Effect of chronic kidney disease (CKD) on OATP1B‐mediated interactions for drugs with different contributions of hepatic and renal elimination. (a,b) Change in fraction transported of CPI‐equivalent and pitavastatin‐equivalent drugs by OATP1B (f _OATP1B , blue area), non‐OATP1B hepatic uptake (f _non‐OATP1B , green area), and renal elimination (f _e,urine , orange area) derived from CKD‐derived decline in each route. Dashed lines represent clearances via each elimination route (CL _OATP1B , CL _non‐OATP1B , and CL _R ) in different stages of CKD, expressed as relative values to a total clearance in healthy population (label on the right axis).
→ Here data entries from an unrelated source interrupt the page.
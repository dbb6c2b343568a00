//! Time-of-day parsing and next-fire computation.
//!
//! The fire rule is "today if strictly in the future, else tomorrow". A local
//! time that does not exist because of a DST gap is pushed forward by one hour;
//! an ambiguous one (DST fold) takes the earlier instant.

use std::fmt;
use std::str::FromStr;
use std::time::Duration;

use chrono::{DateTime, Days, LocalResult, NaiveDate, NaiveTime, TimeDelta, TimeZone};
use serde::{Deserialize, Deserializer, Serialize, Serializer};

use super::errors::ConfigError;

/// Wall-clock time of day with second precision.
#[derive(Debug, Clone, Copy, PartialEq, Eq, PartialOrd, Ord, Hash)]
pub struct TimeOfDay(NaiveTime);

impl TimeOfDay {
    pub fn new(hour: u32, minute: u32, second: u32) -> Result<Self, ConfigError> {
        NaiveTime::from_hms_opt(hour, minute, second)
            .map(Self)
            .ok_or_else(|| ConfigError::TimeOfDay {
                value: format!("{hour:02}:{minute:02}:{second:02}"),
            })
    }

    pub fn as_naive(self) -> NaiveTime {
        self.0
    }
}

impl Default for TimeOfDay {
    /// 07:00:01, one second after the portal opens its daily quota.
    fn default() -> Self {
        Self(NaiveTime::from_hms_opt(7, 0, 1).unwrap_or(NaiveTime::MIN))
    }
}

impl FromStr for TimeOfDay {
    type Err = ConfigError;

    fn from_str(s: &str) -> Result<Self, Self::Err> {
        let trimmed = s.trim();
        NaiveTime::parse_from_str(trimmed, "%H:%M:%S")
            .or_else(|_| NaiveTime::parse_from_str(trimmed, "%H:%M"))
            .map(Self)
            .map_err(|_| ConfigError::TimeOfDay {
                value: s.to_string(),
            })
    }
}

impl fmt::Display for TimeOfDay {
    fn fmt(&self, f: &mut fmt::Formatter<'_>) -> fmt::Result {
        write!(f, "{}", self.0.format("%H:%M:%S"))
    }
}

impl Serialize for TimeOfDay {
    fn serialize<S: Serializer>(&self, serializer: S) -> Result<S::Ok, S::Error> {
        serializer.collect_str(self)
    }
}

impl<'de> Deserialize<'de> for TimeOfDay {
    fn deserialize<D: Deserializer<'de>>(deserializer: D) -> Result<Self, D::Error> {
        let raw = String::deserialize(deserializer)?;
        raw.parse().map_err(serde::de::Error::custom)
    }
}

/// Next instant at which `at` occurs strictly after `now`, in `now`'s zone.
pub fn next_fire_at<Tz: TimeZone>(now: &DateTime<Tz>, at: TimeOfDay) -> DateTime<Tz> {
    let tz = now.timezone();
    let today = now.date_naive();
    if let Some(candidate) = resolve_local(&tz, today, at)
        && candidate > *now
    {
        return candidate;
    }
    let mut day = today;
    // A DST gap can swallow the target on a given day; the next day always resolves.
    for _ in 0..3 {
        let Some(next) = day.checked_add_days(Days::new(1)) else {
            break;
        };
        day = next;
        if let Some(candidate) = resolve_local(&tz, day, at)
            && candidate > *now
        {
            return candidate;
        }
    }
    now.clone() + TimeDelta::days(1)
}

fn resolve_local<Tz: TimeZone>(tz: &Tz, day: NaiveDate, at: TimeOfDay) -> Option<DateTime<Tz>> {
    let naive = day.and_time(at.as_naive());
    match tz.from_local_datetime(&naive) {
        LocalResult::Single(dt) => Some(dt),
        LocalResult::Ambiguous(earliest, _) => Some(earliest),
        LocalResult::None => {
            let shifted = naive.checked_add_signed(TimeDelta::hours(1))?;
            tz.from_local_datetime(&shifted).earliest()
        }
    }
}

/// Non-negative wait from `now` until `target`.
pub fn duration_until<Tz: TimeZone>(now: &DateTime<Tz>, target: &DateTime<Tz>) -> Duration {
    target
        .clone()
        .signed_duration_since(now.clone())
        .to_std()
        .unwrap_or(Duration::ZERO)
}

#[cfg(test)]
mod tests {
    use super::*;
    use chrono::{FixedOffset, Utc};

    fn at(date: &str, time: &str) -> DateTime<Utc> {
        let raw = format!("{date}T{time}Z");
        DateTime::parse_from_rfc3339(&raw)
            .expect("parse instant")
            .with_timezone(&Utc)
    }

    #[test]
    fn parses_with_and_without_seconds() {
        let full: TimeOfDay = "07:00:01".parse().expect("parse full");
        let short: TimeOfDay = "07:30".parse().expect("parse short");
        assert_eq!(full.to_string(), "07:00:01");
        assert_eq!(short.to_string(), "07:30:00");
    }

    #[test]
    fn rejects_out_of_range_time() {
        let err = "24:00:00".parse::<TimeOfDay>().unwrap_err();
        assert!(matches!(err, ConfigError::TimeOfDay { .. }));
        assert!("7am".parse::<TimeOfDay>().is_err());
    }

    #[test]
    fn fires_today_when_time_is_still_ahead() {
        let now = at("2026-03-10", "06:59:59");
        let next = next_fire_at(&now, "07:00:01".parse().expect("tod"));
        assert_eq!(next, at("2026-03-10", "07:00:01"));
    }

    #[test]
    fn one_second_late_rolls_to_tomorrow() {
        let now = at("2026-03-10", "07:00:02");
        let next = next_fire_at(&now, "07:00:01".parse().expect("tod"));
        assert_eq!(next, at("2026-03-11", "07:00:01"));
    }

    #[test]
    fn exact_instant_is_not_strictly_future() {
        let now = at("2026-03-10", "07:00:01");
        let next = next_fire_at(&now, "07:00:01".parse().expect("tod"));
        assert_eq!(next, at("2026-03-11", "07:00:01"));
    }

    #[test]
    fn month_and_year_boundaries_roll_over() {
        let now = at("2026-12-31", "23:00:00");
        let next = next_fire_at(&now, "07:00:01".parse().expect("tod"));
        assert_eq!(next, at("2027-01-01", "07:00:01"));
    }

    #[test]
    fn keeps_the_callers_offset() {
        let ist = FixedOffset::east_opt(5 * 3600 + 1800).expect("offset");
        let now = ist
            .with_ymd_and_hms(2026, 3, 10, 8, 0, 0)
            .single()
            .expect("local");
        let next = next_fire_at(&now, "07:00:01".parse().expect("tod"));
        assert_eq!(next.to_rfc3339(), "2026-03-11T07:00:01+05:30");
    }

    #[test]
    fn duration_until_never_goes_negative() {
        let now = at("2026-03-10", "07:00:02");
        let earlier = at("2026-03-10", "07:00:01");
        assert_eq!(duration_until(&now, &earlier), Duration::ZERO);
        let later = at("2026-03-10", "07:00:12");
        assert_eq!(duration_until(&now, &later), Duration::from_secs(10));
    }

    #[test]
    fn serde_uses_the_display_form() {
        let tod: TimeOfDay = "07:05".parse().expect("tod");
        let json = serde_json::to_string(&tod).expect("serialize");
        assert_eq!(json, "\"07:05:00\"");
        let back: TimeOfDay = serde_json::from_str(&json).expect("deserialize");
        assert_eq!(back, tod);
    }
}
The CPI‐equivalent drug has f _e,urine in the healthy population (f _e,urine,HV ) of 0.15 and hepatic uptake via OATP1B only (f _OATP1B,HV of 0.85). The pitavastatin‐equivalent drug has minimal renal elimination (f _e,urine,HV of 0.01) and hepatic uptake via OATP1B (f _OATP1B of 0.812, 82% of nonrenal clearance) and non‐OATP1B route (f _{non‐OATP1B,HV} of 0.178, 18% of nonrenal clearance). Simulations were performed assuming that both OATP1B and non‐OATP1B routes contributing to CL _active decline to the same extent in CKD and that decrease in CL _R is proportional to decline in eGFR (healthy: CL _active 100% and CL _R 100%; mild CKD: CL _active 71% and CL _R 75%; moderate CKD: CL _active 61% and CL _R 50%; severe CKD: CL _active 61% and CL _R 13%). (c,d) Ratio of AUCR (with/without OATP1B inhibitor) in the population with CKD relative to the healthy population calculated for hypothetical OATP1B drugs with f _e,urine,HV ranging from 0.01 to 0.5 and different proportion of non‐OATP1B route to total hepatic uptake clearance (c: none, d: 18%); all assumptions as highlighted above. Gray arrows indicate drugs equivalent to CPI and pitavastatin. Simulations illustrate that presence of non‐OATP1B‐mediated hepatic clearance (assumed to decline in the same manner as OATP1B in CKD) decreases the difference in OATP1B AUCR between CKD and healthy, as the CKD‐derived shift in fraction transported is then not solely attributed to OATP1B. AUCR, ratio of area under the plasma concentration‐time curve; CL _active , hepatic uptake clearance; CL _R , renal clearance; CPI, coproporphyrin I; eGFR, estimated glomerular filtration rate; OATP1B, organic anion transporting polypeptide 1B.